- Opening Delimiter -
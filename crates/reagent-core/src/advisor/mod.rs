//! Retrieval-augmented prompt advisor

use crate::error::AgentResult;
use crate::llm::messages::ChatMessage;
use crate::prompts::PromptTemplate;
use std::collections::HashMap;
use std::sync::Arc;
use tracing::debug;

/// Default advice wrapped around retrieved documents
pub const DEFAULT_ADVISE_TEMPLATE: &str = "Remember the following material; it may help \
answer the question.\n---------------------\n{documents}\n---------------------\n";

/// A retrieved document
#[derive(Debug, Clone)]
pub struct Document {
    /// Document content
    pub content: String,
    /// Source metadata (origin, score, ...)
    pub metadata: HashMap<String, serde_json::Value>,
}

impl Document {
    /// Create a document from its content
    pub fn new<S: Into<String>>(content: S) -> Self {
        Self {
            content: content.into(),
            metadata: HashMap::new(),
        }
    }

    /// Attach a metadata entry
    pub fn with_metadata<K, V>(mut self, key: K, value: V) -> Self
    where
        K: Into<String>,
        V: Into<serde_json::Value>,
    {
        self.metadata.insert(key.into(), value.into());
        self
    }
}

/// Retrieves documents relevant to a query
pub trait DocumentRetriever: Send + Sync {
    /// Retrieve documents for a query, most relevant first
    fn retrieve(&self, query: &str) -> AgentResult<Vec<Document>>;
}

/// Prompt produced by the advisor: the advice message plus the documents
/// that went into it, so callers can surface what was used
#[derive(Debug, Clone)]
pub struct AdvisedPrompt {
    /// System message carrying the retrieved material
    pub message: ChatMessage,
    /// Documents included in the message
    pub documents: Vec<Document>,
}

/// Augments prompts with retrieved documents
pub struct RetrievalAdvisor {
    retriever: Arc<dyn DocumentRetriever>,
    advise_template: PromptTemplate,
}

impl RetrievalAdvisor {
    /// Create an advisor with the default advice template
    pub fn new(retriever: Arc<dyn DocumentRetriever>) -> Self {
        Self {
            retriever,
            advise_template: PromptTemplate::new(DEFAULT_ADVISE_TEMPLATE),
        }
    }

    /// Replace the advice template; it must contain a `{documents}` placeholder
    pub fn with_template<S: Into<String>>(mut self, template: S) -> Self {
        self.advise_template = PromptTemplate::new(template.into());
        self
    }

    /// Retrieve documents for the query and build the advice message
    ///
    /// Returns `None` when nothing was retrieved, leaving the prompt
    /// untouched.
    pub fn advise(&self, query: &str) -> AgentResult<Option<AdvisedPrompt>> {
        let documents = self.retriever.retrieve(query)?;
        if documents.is_empty() {
            return Ok(None);
        }

        debug!(count = documents.len(), "retrieved documents for prompt");

        let joined = documents
            .iter()
            .map(|d| d.content.as_str())
            .collect::<Vec<_>>()
            .join("\n");

        let mut data = HashMap::new();
        data.insert("documents".to_string(), joined);
        let message = ChatMessage::system(self.advise_template.render(&data));

        Ok(Some(AdvisedPrompt { message, documents }))
    }
}

#[cfg(test)]
mod tests {
    use super::*;

    struct FixedRetriever {
        documents: Vec<&'static str>,
    }

    impl DocumentRetriever for FixedRetriever {
        fn retrieve(&self, _query: &str) -> AgentResult<Vec<Document>> {
            Ok(self.documents.iter().copied().map(Document::new).collect())
        }
    }

    #[test]
    fn test_advise_joins_documents() {
        let advisor = RetrievalAdvisor::new(Arc::new(FixedRetriever {
            documents: vec!["first fact", "second fact"],
        }));

        let advised = advisor.advise("anything").unwrap().unwrap();
        assert_eq!(advised.documents.len(), 2);
        assert!(advised.message.content.contains("first fact\nsecond fact"));
        assert!(!advised.message.content.contains("{documents}"));
    }

    #[test]
    fn test_no_documents_no_message() {
        let advisor = RetrievalAdvisor::new(Arc::new(FixedRetriever { documents: vec![] }));
        assert!(advisor.advise("anything").unwrap().is_none());
    }

    #[test]
    fn test_custom_template() {
        let advisor = RetrievalAdvisor::new(Arc::new(FixedRetriever {
            documents: vec!["doc"],
        }))
        .with_template("Context: {documents}");

        let advised = advisor.advise("q").unwrap().unwrap();
        assert_eq!(advised.message.content, "Context: doc");
    }
}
- Closing Delimiter -
### Action item
After reading through the material, report every line that holds "Create".

### The answer
    /// Create a document from its content
    /// Create an advisor with the default advice template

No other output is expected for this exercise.